## [Exercise brief]
Reproduce only the top of the records, down to and including the line containing "category it should".

## [Source records]

※ ※ ※

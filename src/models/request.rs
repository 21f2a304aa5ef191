//! Typed search request model.
//!
//! A [`SearchRequest`] pairs a raw lookup value with the field it
//! represents (DOI, ORCID, ROR, ...) and the entity category it should
//! resolve to. Field and entity are always enum members: requests built
//! from raw strings are resolved case-insensitively at construction and
//! never change afterwards.

use serde::{Deserialize, Serialize};
use std::fmt;
use std::str::FromStr;

/// Errors raised while constructing or normalizing search requests.
#[derive(Debug, thiserror::Error)]
pub enum RequestError {
    /// The field string does not name any known field kind
    #[error("invalid field kind: {0}")]
    InvalidFieldKind(String),

    /// The entity string does not name any known entity kind
    #[error("invalid entity kind: {0}")]
    InvalidEntityKind(String),

    /// A request value must be a non-empty string
    #[error("search value must not be empty")]
    EmptyValue,

    /// One `add` call mixed bare strings, raw parts, and typed requests
    #[error("inconsistent request shapes in a single add call")]
    InconsistentRequestShape,
}

/// What a search value represents.
///
/// Covers provider-native IDs, cross-provider persistent identifiers,
/// free-text names, and secondary filter fields. `as_str` yields the
/// provider attribute name used by the fallback query-construction rule.
#[derive(Debug, Clone, Copy, PartialEq, Eq, Hash, Serialize, Deserialize)]
#[serde(rename_all = "snake_case")]
pub enum FieldKind {
    /// Provider-native entity ID
    Id,
    /// Explicit provider-ID spelling (same filter as `Id`)
    ProviderId,
    Doi,
    Orcid,
    Ror,
    Isbn,
    Issn,
    Pmid,
    /// Free-text name, dispatched to the provider's search endpoint
    Name,
    PublicationYear,
    PublicationDate,
    Publisher,
    OpenAccess,
    Type,
}

impl FieldKind {
    /// Provider attribute name for this field.
    pub fn as_str(&self) -> &'static str {
        match self {
            FieldKind::Id => "id",
            FieldKind::ProviderId => "provider_id",
            FieldKind::Doi => "doi",
            FieldKind::Orcid => "orcid",
            FieldKind::Ror => "ror",
            FieldKind::Isbn => "isbn",
            FieldKind::Issn => "issn",
            FieldKind::Pmid => "pmid",
            FieldKind::Name => "name",
            FieldKind::PublicationYear => "publication_year",
            FieldKind::PublicationDate => "publication_date",
            FieldKind::Publisher => "publisher",
            FieldKind::OpenAccess => "open_access",
            FieldKind::Type => "type",
        }
    }

    /// Whether values of this field may be combined into one
    /// OR-disjunction query, bounded by the configured batch cap.
    pub fn is_batchable(&self) -> bool {
        matches!(
            self,
            FieldKind::Id
                | FieldKind::ProviderId
                | FieldKind::Doi
                | FieldKind::Orcid
                | FieldKind::Ror
        )
    }
}

impl FromStr for FieldKind {
    type Err = RequestError;

    fn from_str(s: &str) -> Result<Self, Self::Err> {
        match s.to_ascii_lowercase().as_str() {
            "id" => Ok(FieldKind::Id),
            "provider_id" | "openalex_id" => Ok(FieldKind::ProviderId),
            "doi" => Ok(FieldKind::Doi),
            "orcid" => Ok(FieldKind::Orcid),
            "ror" => Ok(FieldKind::Ror),
            "isbn" => Ok(FieldKind::Isbn),
            "issn" => Ok(FieldKind::Issn),
            "pmid" => Ok(FieldKind::Pmid),
            "name" => Ok(FieldKind::Name),
            "publication_year" => Ok(FieldKind::PublicationYear),
            "publication_date" => Ok(FieldKind::PublicationDate),
            "publisher" => Ok(FieldKind::Publisher),
            "open_access" => Ok(FieldKind::OpenAccess),
            "type" => Ok(FieldKind::Type),
            other => Err(RequestError::InvalidFieldKind(other.to_string())),
        }
    }
}

impl fmt::Display for FieldKind {
    fn fmt(&self, f: &mut fmt::Formatter<'_>) -> fmt::Result {
        f.write_str(self.as_str())
    }
}

/// Category of retrievable scholarly object.
#[derive(Debug, Clone, Copy, PartialEq, Eq, Hash, Serialize, Deserialize)]
#[serde(rename_all = "snake_case")]
pub enum EntityKind {
    Work,
    Dataset,
    Software,
    Author,
    Source,
    Publisher,
    Institution,
    Funder,
    Topic,
    Subfield,
    Field,
    Domain,
    Project,
    Grant,
    License,
    Journal,
}

impl EntityKind {
    /// Singular entity name.
    pub fn as_str(&self) -> &'static str {
        match self {
            EntityKind::Work => "work",
            EntityKind::Dataset => "dataset",
            EntityKind::Software => "software",
            EntityKind::Author => "author",
            EntityKind::Source => "source",
            EntityKind::Publisher => "publisher",
            EntityKind::Institution => "institution",
            EntityKind::Funder => "funder",
            EntityKind::Topic => "topic",
            EntityKind::Subfield => "subfield",
            EntityKind::Field => "field",
            EntityKind::Domain => "domain",
            EntityKind::Project => "project",
            EntityKind::Grant => "grant",
            EntityKind::License => "license",
            EntityKind::Journal => "journal",
        }
    }

    /// Result-store bucket name (plural form).
    pub fn bucket(&self) -> &'static str {
        match self {
            EntityKind::Work => "works",
            EntityKind::Dataset => "datasets",
            EntityKind::Software => "software",
            EntityKind::Author => "authors",
            EntityKind::Source => "sources",
            EntityKind::Publisher => "publishers",
            EntityKind::Institution => "institutions",
            EntityKind::Funder => "funders",
            EntityKind::Topic => "topics",
            EntityKind::Subfield => "subfields",
            EntityKind::Field => "fields",
            EntityKind::Domain => "domains",
            EntityKind::Project => "projects",
            EntityKind::Grant => "grants",
            EntityKind::License => "licenses",
            EntityKind::Journal => "journals",
        }
    }
}

impl FromStr for EntityKind {
    type Err = RequestError;

    fn from_str(s: &str) -> Result<Self, Self::Err> {
        match s.to_ascii_lowercase().as_str() {
            // publication-shaped aliases all resolve to Work
            "work" | "article" | "publication" | "preprint" | "book" | "chapter"
            | "conference_proceeding" => Ok(EntityKind::Work),
            "dataset" => Ok(EntityKind::Dataset),
            "software" => Ok(EntityKind::Software),
            "author" => Ok(EntityKind::Author),
            "source" => Ok(EntityKind::Source),
            "publisher" => Ok(EntityKind::Publisher),
            "institution" => Ok(EntityKind::Institution),
            "funder" => Ok(EntityKind::Funder),
            "topic" => Ok(EntityKind::Topic),
            "subfield" => Ok(EntityKind::Subfield),
            "field" => Ok(EntityKind::Field),
            "domain" => Ok(EntityKind::Domain),
            "project" => Ok(EntityKind::Project),
            "grant" => Ok(EntityKind::Grant),
            "license" => Ok(EntityKind::License),
            "journal" => Ok(EntityKind::Journal),
            other => Err(RequestError::InvalidEntityKind(other.to_string())),
        }
    }
}

impl fmt::Display for EntityKind {
    fn fmt(&self, f: &mut fmt::Formatter<'_>) -> fmt::Result {
        f.write_str(self.as_str())
    }
}

/// One typed lookup request: a value, the field it represents, the
/// entity it should resolve to, and optional nested filter requests
/// narrowing the primary lookup.
///
/// Nested filters are structurally identical requests but are never
/// dispatched as top-level queries; the query builder appends them as
/// extra filter clauses.
#[derive(Debug, Clone, PartialEq, Eq, Hash, Serialize, Deserialize)]
pub struct SearchRequest {
    value: String,
    field: FieldKind,
    entity: EntityKind,
    #[serde(default)]
    filters: Vec<SearchRequest>,
}

impl SearchRequest {
    /// Create a request from fully-typed components.
    pub fn new(
        value: impl Into<String>,
        field: FieldKind,
        entity: EntityKind,
    ) -> Result<Self, RequestError> {
        let value = value.into();
        if value.is_empty() {
            return Err(RequestError::EmptyValue);
        }
        Ok(Self {
            value,
            field,
            entity,
            filters: Vec::new(),
        })
    }

    /// Create a request from raw field/entity strings, matched
    /// case-insensitively against the enumerated kinds.
    pub fn parse(
        value: impl Into<String>,
        field: &str,
        entity: &str,
    ) -> Result<Self, RequestError> {
        Self::new(value, field.parse()?, entity.parse()?)
    }

    /// Attach a nested filter request narrowing this lookup.
    pub fn with_filter(mut self, filter: SearchRequest) -> Self {
        self.filters.push(filter);
        self
    }

    pub fn value(&self) -> &str {
        &self.value
    }

    pub fn field(&self) -> FieldKind {
        self.field
    }

    pub fn entity(&self) -> EntityKind {
        self.entity
    }

    pub fn filters(&self) -> &[SearchRequest] {
        &self.filters
    }
}

/// External input shapes accepted by a request collection.
///
/// Adapter between loosely-typed caller input and the typed
/// [`SearchRequest`]; the rest of the crate only ever sees the typed
/// form. All items in one `add` call must use the same variant.
#[derive(Debug, Clone)]
pub enum RequestInput {
    /// Bare value, defaulted to the harvester's default field/entity
    Value(String),
    /// Raw string parts, resolved case-insensitively
    Parts {
        value: String,
        field: String,
        entity: String,
    },
    /// Fully-typed request, taken as-is
    Typed(SearchRequest),
}

impl RequestInput {
    pub(crate) fn shape(&self) -> &'static str {
        match self {
            RequestInput::Value(_) => "value",
            RequestInput::Parts { .. } => "parts",
            RequestInput::Typed(_) => "typed",
        }
    }
}

impl From<&str> for RequestInput {
    fn from(value: &str) -> Self {
        RequestInput::Value(value.to_string())
    }
}

impl From<String> for RequestInput {
    fn from(value: String) -> Self {
        RequestInput::Value(value)
    }
}

impl From<SearchRequest> for RequestInput {
    fn from(request: SearchRequest) -> Self {
        RequestInput::Typed(request)
    }
}
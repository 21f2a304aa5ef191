//! Query planning.
//!
//! Groups pending requests by (entity, field), validates the pair
//! against the provider's capability set, and partitions batchable
//! identifier groups into chunks no larger than the configured batch
//! cap. Unsupported slices degrade to diagnostics, never errors.

use serde::Serialize;
use std::collections::{HashMap, HashSet};
use tracing::debug;

use crate::models::{EntityKind, FieldKind, SearchRequest};
use crate::providers::Provider;

/// One planned provider query: a deduplicated value batch for a single
/// (entity, field) pair, plus any nested filters carried over from the
/// originating request.
#[derive(Debug, Clone)]
pub struct PlannedQuery {
    pub entity: EntityKind,
    pub field: FieldKind,
    pub values: Vec<String>,
    pub filters: Vec<SearchRequest>,
}

/// Why a slice of the harvest produced no data.
#[derive(Debug, Clone, Copy, PartialEq, Eq, Hash, Serialize)]
#[serde(rename_all = "snake_case")]
pub enum DiagnosticKind {
    /// Entity outside the provider's capability set
    UnsupportedEntity,
    /// Field not accepted by the provider for searching
    UnsupportedField,
    /// No query construction rule matched the (field, entity) pair
    UnsupportedQuery,
    /// The provider call failed after the client's own retries
    ProviderFailure,
    /// The descriptor exceeded its timeout budget
    Timeout,
}

/// A planning- or retrieval-level gap, reported alongside the result
/// store so callers can tell "nothing matched" apart from "this slice
/// was skipped or failed".
#[derive(Debug, Clone, Serialize)]
pub struct Diagnostic {
    pub kind: DiagnosticKind,
    pub entity: EntityKind,
    pub field: Option<FieldKind>,
    pub detail: String,
}

impl Diagnostic {
    pub(crate) fn new(
        kind: DiagnosticKind,
        entity: EntityKind,
        field: Option<FieldKind>,
        detail: impl Into<String>,
    ) -> Self {
        Self {
            kind,
            entity,
            field,
            detail: detail.into(),
        }
    }
}

/// Plan the pending requests into provider query batches.
///
/// Requests carrying nested filters are planned individually (their
/// filter clauses differ per request, so they cannot share a batch).
/// Within a surviving (entity, field) group, values are deduplicated in
/// first-seen order; batchable fields are chunked to `batch_size`,
/// non-batchable fields yield one planned query per value.
pub fn plan(
    requests: &[SearchRequest],
    provider: &dyn Provider,
    batch_size: usize,
) -> (Vec<PlannedQuery>, Vec<Diagnostic>) {
    let mut planned = Vec::new();
    let mut diagnostics = Vec::new();

    let mut groups: HashMap<(EntityKind, FieldKind), Vec<String>> = HashMap::new();
    let mut group_order: Vec<(EntityKind, FieldKind)> = Vec::new();
    // skips are per (entity, field) group, not per request
    let mut skipped: HashSet<(DiagnosticKind, EntityKind, FieldKind)> = HashSet::new();

    for request in requests {
        let entity = request.entity();
        let field = request.field();

        if provider.entity_endpoint(entity).is_none() {
            if skipped.insert((DiagnosticKind::UnsupportedEntity, entity, field)) {
                diagnostics.push(Diagnostic::new(
                    DiagnosticKind::UnsupportedEntity,
                    entity,
                    Some(field),
                    format!("{} does not expose {} entities", provider.id(), entity),
                ));
            }
            continue;
        }
        if !provider.supported_fields().contains(&field) {
            if skipped.insert((DiagnosticKind::UnsupportedField, entity, field)) {
                diagnostics.push(Diagnostic::new(
                    DiagnosticKind::UnsupportedField,
                    entity,
                    Some(field),
                    format!("{} does not accept {} as a search field", provider.id(), field),
                ));
            }
            continue;
        }

        if !request.filters().is_empty() {
            planned.push(PlannedQuery {
                entity,
                field,
                values: vec![request.value().to_string()],
                filters: request.filters().to_vec(),
            });
            continue;
        }

        let key = (entity, field);
        if !groups.contains_key(&key) {
            group_order.push(key);
        }
        groups
            .entry(key)
            .or_default()
            .push(request.value().to_string());
    }

    for key in group_order {
        let (entity, field) = key;
        let Some(raw) = groups.remove(&key) else {
            continue;
        };

        let mut seen = HashSet::new();
        let values: Vec<String> = raw.into_iter().filter(|v| seen.insert(v.clone())).collect();

        if field.is_batchable() {
            for chunk in values.chunks(batch_size.max(1)) {
                planned.push(PlannedQuery {
                    entity,
                    field,
                    values: chunk.to_vec(),
                    filters: Vec::new(),
                });
            }
        } else {
            for value in values {
                planned.push(PlannedQuery {
                    entity,
                    field,
                    values: vec![value],
                    filters: Vec::new(),
                });
            }
        }
    }

    debug!(
        queries = planned.len(),
        skipped = diagnostics.len(),
        "planned provider queries"
    );
    (planned, diagnostics)
}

※ ※ ※

## [Answer for the task]
filename src/models/request.rs
repository 21f2a304aa5ef191
//! Typed search request model.
//!
//! A [`SearchRequest`] pairs a raw lookup value with the field it
//! represents (DOI, ORCID, ROR, ...) and the entity category it should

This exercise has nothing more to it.